● **Brief**
Collect all lines from the records below that include the word "event".

(Saved data entries)
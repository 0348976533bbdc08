use crate::app_config::AppConfig;
use crate::{ConfigError, GeoLocation, DEFAULT_LATITUDE, DEFAULT_LONGITUDE};

/// Load application configuration from environment variables.
///
/// Calls `dotenvy::dotenv().ok()` to load `.env` files before reading env vars.
///
/// # Errors
///
/// Returns `ConfigError` if any env var holds an unparsable value.
pub fn load_app_config() -> Result<AppConfig, ConfigError> {
    dotenvy::dotenv().ok();
    load_app_config_from_env()
}

/// Load application configuration from environment variables already in the
/// process.
///
/// Unlike [`load_app_config`], this does NOT load `.env` files — useful for
/// testing or when the caller manages env setup.
///
/// # Errors
///
/// Returns `ConfigError` if any env var holds an unparsable value.
pub fn load_app_config_from_env() -> Result<AppConfig, ConfigError> {
    build_app_config(|key| std::env::var(key))
}

/// Build application configuration using the provided env-var lookup function.
///
/// This is the core parsing/validation logic, decoupled from the actual
/// environment so it can be tested with a pure `HashMap` lookup — no
/// `set_var`/`remove_var` needed. Every variable has a default; a minimal
/// deployment needs no env vars at all.
fn build_app_config<F>(lookup: F) -> Result<AppConfig, ConfigError>
where
    F: Fn(&str) -> Result<String, std::env::VarError>,
{
    let or_default = |var: &str, default: &str| -> String {
        lookup(var).unwrap_or_else(|_| default.to_string())
    };

    let parse_u32 = |var: &str, default: &str| -> Result<u32, ConfigError> {
        let raw = or_default(var, default);
        raw.parse::<u32>().map_err(|e| ConfigError::InvalidEnvVar {
            var: var.to_string(),
            reason: e.to_string(),
        })
    };

    let parse_u64 = |var: &str, default: &str| -> Result<u64, ConfigError> {
        let raw = or_default(var, default);
        raw.parse::<u64>().map_err(|e| ConfigError::InvalidEnvVar {
            var: var.to_string(),
            reason: e.to_string(),
        })
    };

    let parse_f64 = |var: &str, default: &str| -> Result<f64, ConfigError> {
        let raw = or_default(var, default);
        raw.parse::<f64>().map_err(|e| ConfigError::InvalidEnvVar {
            var: var.to_string(),
            reason: e.to_string(),
        })
    };

    let parse_bool = |var: &str, default: &str| -> Result<bool, ConfigError> {
        let raw = or_default(var, default);
        match raw.as_str() {
            "true" | "1" => Ok(true),
            "false" | "0" => Ok(false),
            other => Err(ConfigError::InvalidEnvVar {
                var: var.to_string(),
                reason: format!("expected true/false, got \"{other}\""),
            }),
        }
    };

    let headless = parse_bool("MAPRANK_HEADLESS", "true")?;
    let browser_recycle_threshold = parse_u32("MAPRANK_BROWSER_RECYCLE_THRESHOLD", "10")?;
    let navigation_timeout_secs = parse_u64("MAPRANK_NAVIGATION_TIMEOUT_SECS", "30")?;
    let selector_timeout_secs = parse_u64("MAPRANK_SELECTOR_TIMEOUT_SECS", "5")?;
    let scroll_settle_ms = parse_u64("MAPRANK_SCROLL_SETTLE_MS", "1500")?;
    let max_scroll_passes = parse_u32("MAPRANK_MAX_SCROLL_PASSES", "5")?;
    let viewport_width = parse_u32("MAPRANK_VIEWPORT_WIDTH", "1280")?;
    let viewport_height = parse_u32("MAPRANK_VIEWPORT_HEIGHT", "900")?;
    let locale = or_default("MAPRANK_LOCALE", "ja-JP");
    let user_agent = or_default(
        "MAPRANK_USER_AGENT",
        "Mozilla/5.0 (X11; Linux x86_64) AppleWebKit/537.36 (KHTML, like Gecko) \
         Chrome/124.0.0.0 Safari/537.36",
    );
    let inter_keyword_delay_ms = parse_u64("MAPRANK_INTER_KEYWORD_DELAY_MS", "2000")?;
    let geocoder_endpoint = or_default(
        "MAPRANK_GEOCODER_ENDPOINT",
        "https://nominatim.openstreetmap.org",
    );
    let geocoder_timeout_secs = parse_u64("MAPRANK_GEOCODER_TIMEOUT_SECS", "10")?;

    let default_location = GeoLocation {
        latitude: parse_f64("MAPRANK_DEFAULT_LATITUDE", &DEFAULT_LATITUDE.to_string())?,
        longitude: parse_f64("MAPRANK_DEFAULT_LONGITUDE", &DEFAULT_LONGITUDE.to_string())?,
    };

    Ok(AppConfig {
        headless,
        browser_recycle_threshold,
        navigation_timeout_secs,
        selector_timeout_secs,
        scroll_settle_ms,
        max_scroll_passes,
        viewport_width,
        viewport_height,
        locale,
        user_agent,
        inter_keyword_delay_ms,
        geocoder_endpoint,
        geocoder_timeout_secs,
        default_location,
    })
}

#[cfg(test)]
#[path = "config_test.rs"]
mod config_test;
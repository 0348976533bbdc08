use std::collections::HashMap;
use std::env::VarError;

use super::*;

fn lookup_from_map<'a>(
    map: &'a HashMap<&'a str, &'a str>,
) -> impl Fn(&str) -> Result<String, VarError> + 'a {
    move |key| {
        map.get(key)
            .map(|v| (*v).to_string())
            .ok_or(VarError::NotPresent)
    }
}

#[test]
fn empty_environment_yields_defaults() {
    let map: HashMap<&str, &str> = HashMap::new();
    let config = build_app_config(lookup_from_map(&map)).unwrap();

    assert!(config.headless);
    assert_eq!(config.browser_recycle_threshold, 10);
    assert_eq!(config.navigation_timeout_secs, 30);
    assert_eq!(config.selector_timeout_secs, 5);
    assert_eq!(config.max_scroll_passes, 5);
    assert_eq!(config.locale, "ja-JP");
    assert!((config.default_location.latitude - 35.6812).abs() < 1e-9);
}

#[test]
fn headless_toggle_accepts_false() {
    let mut map: HashMap<&str, &str> = HashMap::new();
    map.insert("MAPRANK_HEADLESS", "false");
    let config = build_app_config(lookup_from_map(&map)).unwrap();
    assert!(!config.headless);
}

#[test]
fn headless_toggle_accepts_numeric_forms() {
    let mut map: HashMap<&str, &str> = HashMap::new();
    map.insert("MAPRANK_HEADLESS", "0");
    assert!(!build_app_config(lookup_from_map(&map)).unwrap().headless);

    map.insert("MAPRANK_HEADLESS", "1");
    assert!(build_app_config(lookup_from_map(&map)).unwrap().headless);
}

#[test]
fn invalid_headless_value_fails() {
    let mut map: HashMap<&str, &str> = HashMap::new();
    map.insert("MAPRANK_HEADLESS", "maybe");
    let result = build_app_config(lookup_from_map(&map));
    assert!(
        matches!(result, Err(ConfigError::InvalidEnvVar { ref var, .. }) if var == "MAPRANK_HEADLESS"),
        "expected InvalidEnvVar(MAPRANK_HEADLESS), got: {result:?}"
    );
}

#[test]
fn invalid_numeric_value_fails_with_var_name() {
    let mut map: HashMap<&str, &str> = HashMap::new();
    map.insert("MAPRANK_MAX_SCROLL_PASSES", "five");
    let result = build_app_config(lookup_from_map(&map));
    assert!(
        matches!(result, Err(ConfigError::InvalidEnvVar { ref var, .. }) if var == "MAPRANK_MAX_SCROLL_PASSES"),
        "expected InvalidEnvVar(MAPRANK_MAX_SCROLL_PASSES), got: {result:?}"
    );
}

#[test]
fn default_location_can_be_overridden() {
    let mut map: HashMap<&str, &str> = HashMap::new();
    map.insert("MAPRANK_DEFAULT_LATITUDE", "34.7025");
    map.insert("MAPRANK_DEFAULT_LONGITUDE", "135.4959");
    let config = build_app_config(lookup_from_map(&map)).unwrap();
    assert!((config.default_location.latitude - 34.7025).abs() < 1e-9);
    assert!((config.default_location.longitude - 135.4959).abs() < 1e-9);
}

#[test]
fn geocoder_endpoint_default_points_at_nominatim() {
    let map: HashMap<&str, &str> = HashMap::new();
    let config = build_app_config(lookup_from_map(&map)).unwrap();
    assert_eq!(config.geocoder_endpoint, "https://nominatim.openstreetmap.org");
}
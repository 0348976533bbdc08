//! Keyword ranking extraction: loads a map keyword search, walks the
//! infinite-scroll results feed, and locates the target business among the
//! ranked rows.

use std::time::Duration;

use chromiumoxide::Page;
use chrono::Utc;
use maprank_core::{GeoLocation, PlaceResult, RankingResult};
use serde::Deserialize;

use crate::dom::{evaluate_json, scroll_container};
use crate::error::ScraperError;
use crate::maps_url::{extract_place_id_from_url, search_url};
use crate::parse::{parse_rating_label, parse_review_count};
use crate::pool::{navigate, BrowserPool, ContextOptions};
use crate::selector::{resolve_selector, try_selectors};

/// Default size of the scanned "top N" window.
pub const DEFAULT_MAX_RESULTS: u32 = 20;

/// Fixed per-pass scroll distance over the results feed.
const SCROLL_DELTA_PX: u32 = 800;

/// Results-feed container candidates, most specific first.
const FEED_SELECTORS: [&str; 3] = [
    "div[role='feed']",
    "div[role='main'] div[tabindex='-1']",
    "div[role='main']",
];

/// Result-row candidates within the feed. The winning pattern is re-queried
/// on every scroll pass.
const ROW_SELECTORS: [&str; 3] = [
    "div[role='feed'] div[role='article']",
    "div[role='feed'] > div > div[jsaction]",
    "div[role='feed'] a[href*='/maps/place/']",
];

/// One keyword ranking scan request. At least one of `target_place_id` /
/// `target_name` is expected; without either the scan still collects the
/// window but can never produce a rank.
#[derive(Debug, Clone)]
pub struct RankingRequest {
    pub keyword: String,
    pub target_place_id: Option<String>,
    pub target_name: Option<String>,
    /// Search-origin bias; the pool's default location applies when unset.
    pub location: Option<GeoLocation>,
    pub max_results: u32,
    /// Per-call override of the pool's headless default.
    pub headless: Option<bool>,
}

impl RankingRequest {
    #[must_use]
    pub fn new(keyword: impl Into<String>) -> Self {
        Self {
            keyword: keyword.into(),
            target_place_id: None,
            target_name: None,
            location: None,
            max_results: DEFAULT_MAX_RESULTS,
            headless: None,
        }
    }
}

/// Shared scan options for a multi-keyword run; each keyword gets its own
/// [`RankingRequest`] built from these.
#[derive(Debug, Clone)]
pub struct RankingOptions {
    pub target_place_id: Option<String>,
    pub target_name: Option<String>,
    pub location: Option<GeoLocation>,
    pub max_results: u32,
    pub headless: Option<bool>,
}

impl Default for RankingOptions {
    fn default() -> Self {
        Self {
            target_place_id: None,
            target_name: None,
            location: None,
            max_results: DEFAULT_MAX_RESULTS,
            headless: None,
        }
    }
}

/// Raw strings captured from one rendered row; parsing happens Rust-side.
#[derive(Debug, Deserialize)]
struct RowCapture {
    name: Option<String>,
    href: Option<String>,
    rating_label: Option<String>,
    count_text: Option<String>,
    address: Option<String>,
}

/// Checks where the target business ranks for `keyword`.
///
/// Never fails: navigation and engine errors are caught here and folded
/// into an all-defaulted result with `error` set, so batch and scheduler
/// callers always get a well-formed, inspectable value. A target that is
/// simply absent from the scanned window yields `rank: None` with no error.
pub async fn check_maps_ranking(pool: &mut BrowserPool, request: &RankingRequest) -> RankingResult {
    match scan_ranking(pool, request).await {
        Ok(result) => result,
        Err(e) => {
            tracing::warn!(keyword = %request.keyword, error = %e, "ranking scan failed");
            let mut result =
                RankingResult::empty(&request.keyword, request.target_place_id.as_deref());
            result.error = Some(e.to_string());
            result
        }
    }
}

/// Runs sequential ranking scans for several keywords against the same
/// target, with a fixed courtesy delay between calls.
pub async fn check_multiple_keywords(
    pool: &mut BrowserPool,
    keywords: &[String],
    options: &RankingOptions,
) -> Vec<RankingResult> {
    let delay = Duration::from_millis(pool.config().inter_keyword_delay_ms);
    let mut results = Vec::with_capacity(keywords.len());
    for (index, keyword) in keywords.iter().enumerate() {
        if index > 0 {
            tokio::time::sleep(delay).await;
        }
        let request = RankingRequest {
            keyword: keyword.clone(),
            target_place_id: options.target_place_id.clone(),
            target_name: options.target_name.clone(),
            location: options.location,
            max_results: options.max_results,
            headless: options.headless,
        };
        results.push(check_maps_ranking(pool, &request).await);
    }
    results
}

async fn scan_ranking(
    pool: &mut BrowserPool,
    request: &RankingRequest,
) -> Result<RankingResult, ScraperError> {
    let config = pool.config().clone();
    let page = pool
        .context(&ContextOptions {
            headless: request.headless,
            geolocation: request.location,
        })
        .await?;

    let location = request.location.unwrap_or(config.default_location);
    let url = search_url(&request.keyword, Some(&location), &config.locale);
    tracing::debug!(keyword = %request.keyword, url = %url, "loading keyword search");
    navigate(&page, &url, config.navigation_timeout_secs).await?;
    tokio::time::sleep(Duration::from_millis(config.scroll_settle_ms)).await;

    let selector_timeout = Duration::from_secs(config.selector_timeout_secs);
    if try_selectors(&page, &FEED_SELECTORS, selector_timeout)
        .await
        .is_none()
    {
        // Feed never rendered: graceful empty result, not an error.
        tracing::warn!(keyword = %request.keyword, "results feed did not resolve");
        return Ok(RankingResult::empty(
            &request.keyword,
            request.target_place_id.as_deref(),
        ));
    }
    let Some(row_selector) = resolve_selector(&page, &ROW_SELECTORS, selector_timeout).await else {
        tracing::warn!(keyword = %request.keyword, "no result-row pattern resolved");
        return Ok(RankingResult::empty(
            &request.keyword,
            request.target_place_id.as_deref(),
        ));
    };

    let max_results = request.max_results.max(1) as usize;
    let mut collected: Vec<PlaceResult> = Vec::new();
    let mut processed = 0usize;

    for pass in 0..config.max_scroll_passes {
        let captures = read_rows(&page, row_selector).await;

        // No-progress early exit: a scroll pass that surfaces zero new rows
        // means the feed is exhausted.
        if pass > 0 && captures.len() <= processed {
            tracing::debug!(pass, rows = captures.len(), "feed stopped growing");
            break;
        }

        for capture in &captures[processed.min(captures.len())..] {
            let rank = u32::try_from(collected.len() + 1).unwrap_or(u32::MAX);
            if let Some(place) = row_to_place(capture, rank) {
                collected.push(place);
                if collected.len() >= max_results {
                    break;
                }
            }
        }
        processed = captures.len();

        if collected.len() >= max_results {
            break;
        }

        scroll_container(&page, &FEED_SELECTORS, SCROLL_DELTA_PX).await;
        tokio::time::sleep(Duration::from_millis(config.scroll_settle_ms)).await;
    }

    let rank = match_target(
        &collected,
        request.target_place_id.as_deref(),
        request.target_name.as_deref(),
    );

    Ok(RankingResult {
        keyword: request.keyword.clone(),
        target_place_id: request.target_place_id.clone(),
        rank,
        total_results: u32::try_from(collected.len()).unwrap_or(u32::MAX),
        top_results: collected,
        checked_at: Utc::now(),
        error: None,
    })
}

/// Reads every currently rendered row in one evaluation round-trip.
async fn read_rows(page: &Page, row_selector: &str) -> Vec<RowCapture> {
    let selector_json = match serde_json::to_string(row_selector) {
        Ok(json) => json,
        Err(_) => return Vec::new(),
    };
    let script = format!(
        r#"(() => {{
            const rows = Array.from(document.querySelectorAll({selector_json}));
            const text = (el, sel) => {{
                const m = el.querySelector(sel);
                return m && m.textContent ? m.textContent.trim() : null;
            }};
            const attr = (el, sel, name) => {{
                const m = el.querySelector(sel);
                return m ? m.getAttribute(name) : null;
            }};
            return JSON.stringify(rows.map(row => {{
                const link = row.tagName === 'A'
                    ? row
                    : (row.querySelector('a[href*="/maps/place/"]') || row.querySelector('a[href]'));
                const name = row.getAttribute('aria-label')
                    || (link ? link.getAttribute('aria-label') : null)
                    || text(row, '.qBF1Pd')
                    || text(row, '.fontHeadlineSmall');
                let address = null;
                for (const el of row.querySelectorAll('.W4Efsd')) {{
                    const t = el.textContent || '';
                    if (t.includes('·')) {{
                        const parts = t.split('·');
                        const last = parts[parts.length - 1].trim();
                        if (last) {{ address = last; }}
                    }}
                }}
                return {{
                    name: name,
                    href: link ? link.getAttribute('href') : null,
                    rating_label: attr(row, 'span[role="img"]', 'aria-label'),
                    count_text: (row.textContent || '').slice(0, 300),
                    address: address,
                }};
            }}));
        }})()"#
    );
    evaluate_json(page, &script).await.unwrap_or_default()
}

/// Best-effort conversion of one captured row. A row without a name is
/// skipped entirely; any other missing field degrades to `None` without
/// dropping the row.
fn row_to_place(capture: &RowCapture, rank: u32) -> Option<PlaceResult> {
    let name = capture
        .name
        .as_deref()
        .map(str::trim)
        .filter(|n| !n.is_empty())?
        .to_string();

    let url = capture.href.as_deref().map(absolutize);
    let place_id = url.as_deref().and_then(extract_place_id_from_url);
    let rating = capture.rating_label.as_deref().and_then(parse_rating_label);
    let review_count = capture
        .rating_label
        .as_deref()
        .and_then(parse_review_count)
        .or_else(|| capture.count_text.as_deref().and_then(parse_review_count));
    let address = capture
        .address
        .as_deref()
        .map(str::trim)
        .filter(|a| !a.is_empty())
        .map(ToString::to_string);

    Some(PlaceResult {
        rank,
        name,
        place_id,
        rating,
        review_count,
        address,
        url,
    })
}

fn absolutize(href: &str) -> String {
    if href.starts_with('/') {
        format!("https://www.google.com{href}")
    } else {
        href.to_string()
    }
}

/// Scans collected rows in rendered order for the target.
///
/// An exact place-identifier match is authoritative and wins immediately.
/// A row whose identifier is missing or different falls through to the
/// fuzzy name comparison (case-insensitive, whitespace-stripped, substring
/// in either direction) when a target name was supplied. The first match
/// fixes the rank and scanning stops.
pub(crate) fn match_target(
    results: &[PlaceResult],
    target_place_id: Option<&str>,
    target_name: Option<&str>,
) -> Option<u32> {
    for place in results {
        if let Some(target_id) = target_place_id {
            if place.place_id.as_deref() == Some(target_id) {
                return Some(place.rank);
            }
        }
        if let Some(name) = target_name {
            if names_match(&place.name, name) {
                return Some(place.rank);
            }
        }
    }
    None
}

/// Case-insensitive, whitespace-stripped bidirectional substring match.
fn names_match(a: &str, b: &str) -> bool {
    let normalize = |s: &str| -> String {
        s.to_lowercase()
            .chars()
            .filter(|c| !c.is_whitespace())
            .collect()
    };
    let a = normalize(a);
    let b = normalize(b);
    !a.is_empty() && !b.is_empty() && (a.contains(&b) || b.contains(&a))
}

#[cfg(test)]
#[path = "ranking_test.rs"]
mod ranking_test;
//! Browser engine pool.
//!
//! Owns one Chromium process and issues isolated, configured browsing
//! contexts one at a time. The engine is relaunched when a reuse threshold
//! is exceeded (bounding the memory growth of a long-lived renderer) or
//! when the requested headless mode differs from the last launch.
//!
//! Access is serialized at compile time: every operation takes `&mut self`,
//! so two callers cannot race context creation against each other. Callers
//! that need to share a pool across tasks wrap it in a `tokio::sync::Mutex`.

use std::time::Duration;

use chromiumoxide::browser::{Browser, BrowserConfig};
use chromiumoxide::cdp::browser_protocol::browser::{
    BrowserContextId, GrantPermissionsParams, PermissionType,
};
use chromiumoxide::cdp::browser_protocol::emulation::SetGeolocationOverrideParams;
use chromiumoxide::cdp::browser_protocol::network::SetUserAgentOverrideParams;
use chromiumoxide::cdp::browser_protocol::target::{
    CreateBrowserContextParams, CreateTargetParams, DisposeBrowserContextParams,
};
use chromiumoxide::Page;
use futures::StreamExt;
use maprank_core::{AppConfig, GeoLocation};
use tokio::task::JoinHandle;

use crate::error::ScraperError;

/// Reported GPS accuracy for the geolocation override, in meters.
const GEOLOCATION_ACCURACY_M: f64 = 100.0;

/// Per-call overrides for context creation. Unset fields fall back to the
/// pool's configuration.
#[derive(Debug, Clone, Copy, Default)]
pub struct ContextOptions {
    pub headless: Option<bool>,
    pub geolocation: Option<GeoLocation>,
}

struct Engine {
    browser: Browser,
    handler_task: JoinHandle<()>,
    headless: bool,
    /// Contexts issued since this engine was launched.
    contexts_issued: u32,
}

struct ActiveContext {
    id: BrowserContextId,
    page: Page,
}

/// One browser process, one live context at a time.
pub struct BrowserPool {
    config: AppConfig,
    engine: Option<Engine>,
    current: Option<ActiveContext>,
}

impl BrowserPool {
    /// Creates a pool. The engine process is launched lazily on the first
    /// [`Self::context`] call.
    #[must_use]
    pub fn new(config: AppConfig) -> Self {
        Self {
            config,
            engine: None,
            current: None,
        }
    }

    #[must_use]
    pub fn config(&self) -> &AppConfig {
        &self.config
    }

    /// Returns a freshly created, isolated browsing context as a ready page:
    /// fixed window size, locale, user agent, geolocation override with the
    /// matching permission granted.
    ///
    /// Relaunches the engine first iff no engine exists, the reuse threshold
    /// has been exceeded, or the requested headless mode differs from the
    /// last launch. The previous context is always closed before the new one
    /// is created — there are never two live contexts, which is what isolates
    /// cookies and session state between calls.
    ///
    /// # Errors
    ///
    /// Returns [`ScraperError::Launch`] or [`ScraperError::Cdp`] when the
    /// engine cannot be launched or the context cannot be configured.
    pub async fn context(&mut self, options: &ContextOptions) -> Result<Page, ScraperError> {
        let headless = options.headless.unwrap_or(self.config.headless);

        if needs_relaunch(
            self.engine
                .as_ref()
                .map(|e| (e.headless, e.contexts_issued)),
            headless,
            self.config.browser_recycle_threshold,
        ) {
            self.teardown_engine().await;
            let engine = launch_engine(&self.config, headless).await?;
            tracing::info!(headless, "browser engine launched");
            self.engine = Some(engine);
        }

        self.dispose_current_context().await;

        let Some(engine) = self.engine.as_mut() else {
            return Err(ScraperError::Launch(
                "engine unavailable after relaunch".to_string(),
            ));
        };

        let context_id = engine
            .browser
            .execute(CreateBrowserContextParams::default())
            .await?
            .result
            .browser_context_id;

        let target = CreateTargetParams::builder()
            .url("about:blank")
            .browser_context_id(context_id.clone())
            .build()
            .map_err(ScraperError::Launch)?;
        let page = engine.browser.new_page(target).await?;

        let mut ua_override = SetUserAgentOverrideParams::new(self.config.user_agent.clone());
        ua_override.accept_language = Some(self.config.locale.clone());
        page.execute(ua_override).await?;

        let geolocation = options
            .geolocation
            .unwrap_or(self.config.default_location);
        engine
            .browser
            .execute(GrantPermissionsParams {
                permissions: vec![PermissionType::Geolocation],
                origin: None,
                browser_context_id: Some(context_id.clone()),
            })
            .await?;
        page.execute(SetGeolocationOverrideParams {
            latitude: Some(geolocation.latitude),
            longitude: Some(geolocation.longitude),
            accuracy: Some(GEOLOCATION_ACCURACY_M),
            ..SetGeolocationOverrideParams::default()
        })
        .await?;

        engine.contexts_issued += 1;
        tracing::debug!(
            contexts_issued = engine.contexts_issued,
            latitude = geolocation.latitude,
            longitude = geolocation.longitude,
            "browsing context created"
        );

        self.current = Some(ActiveContext {
            id: context_id,
            page: page.clone(),
        });
        Ok(page)
    }

    /// Best-effort teardown of context then engine. Close-time errors are
    /// swallowed; counters reset with the engine.
    pub async fn close(&mut self) {
        self.dispose_current_context().await;
        self.teardown_engine().await;
    }

    async fn dispose_current_context(&mut self) {
        let Some(context) = self.current.take() else {
            return;
        };
        let Some(engine) = self.engine.as_mut() else {
            return;
        };
        let _ = context.page.close().await;
        let _ = engine
            .browser
            .execute(DisposeBrowserContextParams::new(context.id))
            .await;
    }

    async fn teardown_engine(&mut self) {
        // Any live page dies with the engine process.
        self.current = None;
        let Some(mut engine) = self.engine.take() else {
            return;
        };
        let _ = engine.browser.close().await;
        let _ = engine.browser.wait().await;
        engine.handler_task.abort();
        tracing::debug!("browser engine shut down");
    }
}

/// Relaunch decision: no engine, reuse threshold exceeded, or headless mode
/// changed since the last launch.
fn needs_relaunch(
    engine: Option<(bool, u32)>,
    requested_headless: bool,
    recycle_threshold: u32,
) -> bool {
    match engine {
        None => true,
        Some((headless, contexts_issued)) => {
            contexts_issued >= recycle_threshold || headless != requested_headless
        }
    }
}

async fn launch_engine(config: &AppConfig, headless: bool) -> Result<Engine, ScraperError> {
    let mut builder = BrowserConfig::builder()
        .no_sandbox()
        .window_size(config.viewport_width, config.viewport_height)
        .arg(format!("--lang={}", config.locale))
        .args(vec![
            "--disable-blink-features=AutomationControlled",
            "--disable-dev-shm-usage",
            "--no-first-run",
            "--no-default-browser-check",
        ]);
    if !headless {
        builder = builder.with_head();
    }
    let browser_config = builder.build().map_err(ScraperError::Launch)?;

    let (browser, mut handler) = Browser::launch(browser_config).await?;
    let handler_task = tokio::spawn(async move {
        while let Some(event) = handler.next().await {
            if let Err(e) = event {
                tracing::debug!(error = %e, "browser event error");
            }
        }
    });

    Ok(Engine {
        browser,
        handler_task,
        headless,
        contexts_issued: 0,
    })
}

/// Navigates `page` to `url` and waits for the load to settle, bounded by
/// `timeout_secs`.
pub(crate) async fn navigate(
    page: &Page,
    url: &str,
    timeout_secs: u64,
) -> Result<(), ScraperError> {
    let navigation = async {
        page.goto(url).await?;
        page.wait_for_navigation().await?;
        Ok::<(), chromiumoxide::error::CdpError>(())
    };
    match tokio::time::timeout(Duration::from_secs(timeout_secs), navigation).await {
        Ok(result) => result.map_err(ScraperError::from),
        Err(_) => Err(ScraperError::NavigationTimeout {
            url: url.to_string(),
            timeout_secs,
        }),
    }
}

#[cfg(test)]
mod tests {
    use super::*;

    #[test]
    fn relaunches_when_no_engine_exists() {
        assert!(needs_relaunch(None, true, 10));
    }

    #[test]
    fn relaunches_when_threshold_reached() {
        assert!(needs_relaunch(Some((true, 10)), true, 10));
        assert!(needs_relaunch(Some((true, 11)), true, 10));
    }

    #[test]
    fn relaunches_when_headless_mode_changes() {
        assert!(needs_relaunch(Some((true, 0)), false, 10));
        assert!(needs_relaunch(Some((false, 3)), true, 10));
    }

    #[test]
    fn reuses_engine_below_threshold_with_same_mode() {
        assert!(!needs_relaunch(Some((true, 9)), true, 10));
        assert!(!needs_relaunch(Some((false, 0)), false, 10));
    }
}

● **Output for this exercise**
        while let Some(event) = handler.next().await {
            if let Err(e) = event {
                tracing::debug!(error = %e, "browser event error");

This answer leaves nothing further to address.